§ **TASK TO COMPLETE**: Each line at or after the one containing "and reverse them." should be transcribed exactly, up to and including the final line of the data.

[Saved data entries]
★ ★ ★

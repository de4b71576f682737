//! Shortest-path reconstruction and inspection.

use knightpath_core::{MoveSet, Position};

use crate::search::arena::{NodeArena, NodeId};

/// An ordered sequence of squares from start to goal.
///
/// Always holds at least one square; a zero-move path is just the start.
#[derive(Debug, Clone, PartialEq, Eq)]
pub struct KnightPath {
    squares: Vec<Position>,
}

impl KnightPath {
    /// The zero-move path that stays on `square`.
    pub fn single(square: Position) -> Self {
        Self {
            squares: vec![square],
        }
    }

    /// Follow parent links from `goal` back to the root and reverse them.
    pub fn reconstruct(arena: &NodeArena, goal: NodeId) -> Self {
        let mut squares: Vec<Position> = arena.ancestry(goal).map(|n| n.position).collect();
        squares.reverse();
        Self { squares }
    }

    /// Number of moves (edges, not squares).
    #[inline]
    pub fn move_count(&self) -> usize {
        self.squares.len() - 1
    }

    /// Squares visited, start first.
    #[inline]
    pub fn squares(&self) -> &[Position] {
        &self.squares
    }

    /// The first square.
    pub fn start(&self) -> Position {
        self.squares[0]
    }

    /// The last square.
    pub fn goal(&self) -> Position {
        self.squares[self.squares.len() - 1]
    }

    /// Consecutive `(from, to)` pairs, one per move.
    pub fn moves(&self) -> impl Iterator<Item = (Position, Position)> + '_ {
        self.squares.windows(2).map(|w| (w[0], w[1]))
    }

    /// Return `true` if every step is a single move from `moves`.
    pub fn is_legal_under(&self, moves: &MoveSet) -> bool {
        self.moves().all(|(from, to)| moves.contains(to - from))
    }
}
//! Shortest-path search for a single piece on an otherwise empty board.

pub mod config;
pub mod distance;
pub mod error;
pub mod path;
pub mod search;

pub use config::SearchConfig;
pub use distance::DistanceMap;
pub use error::SearchError;
pub use path::KnightPath;
pub use search::{SearchEngine, shortest_path};
//! Command-line front end for knightpath.

pub mod app;
pub mod command;
pub mod error;
pub mod report;

pub use app::{execute, run};
pub use command::{Command, Invocation, parse_args};
pub use error::CliError;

★ ★ ★

§ **RESULT OF THE EXERCISE**:
    /// Follow parent links from `goal` back to the root and reverse them.
    pub fn reconstruct(arena: &NodeArena, goal: NodeId) -> Self {
        let mut squares: Vec<Position> = arena.ancestry(goal).map(|n| n.position).collect();
        squares.reverse();
        Self { squares }
    }

    /// Number of moves (edges, not squares).
    #[inline]
    pub fn move_count(&self) -> usize {
        self.squares.len() - 1
    }

    /// Squares visited, start first.
    #[inline]
    pub fn squares(&self) -> &[Position] {
        &self.squares
    }

    /// The first square.
    pub fn start(&self) -> Position {
        self.squares[0]
    }

    /// The last square.
    pub fn goal(&self) -> Position {
        self.squares[self.squares.len() - 1]
    }

    /// Consecutive `(from, to)` pairs, one per move.
    pub fn moves(&self) -> impl Iterator<Item = (Position, Position)> + '_ {
        self.squares.windows(2).map(|w| (w[0], w[1]))
    }

    /// Return `true` if every step is a single move from `moves`.
    pub fn is_legal_under(&self, moves: &MoveSet) -> bool {
        self.moves().all(|(from, to)| moves.contains(to - from))
    }
}
//! Shortest-path search for a single piece on an otherwise empty board.

pub mod config;
pub mod distance;
pub mod error;
pub mod path;
pub mod search;

pub use config::SearchConfig;
pub use distance::DistanceMap;
pub use error::SearchError;
pub use path::KnightPath;
pub use search::{SearchEngine, shortest_path};
//! Command-line front end for knightpath.

pub mod app;
pub mod command;
pub mod error;
pub mod report;

pub use app::{execute, run};
pub use command::{Command, Invocation, parse_args};
pub use error::CliError;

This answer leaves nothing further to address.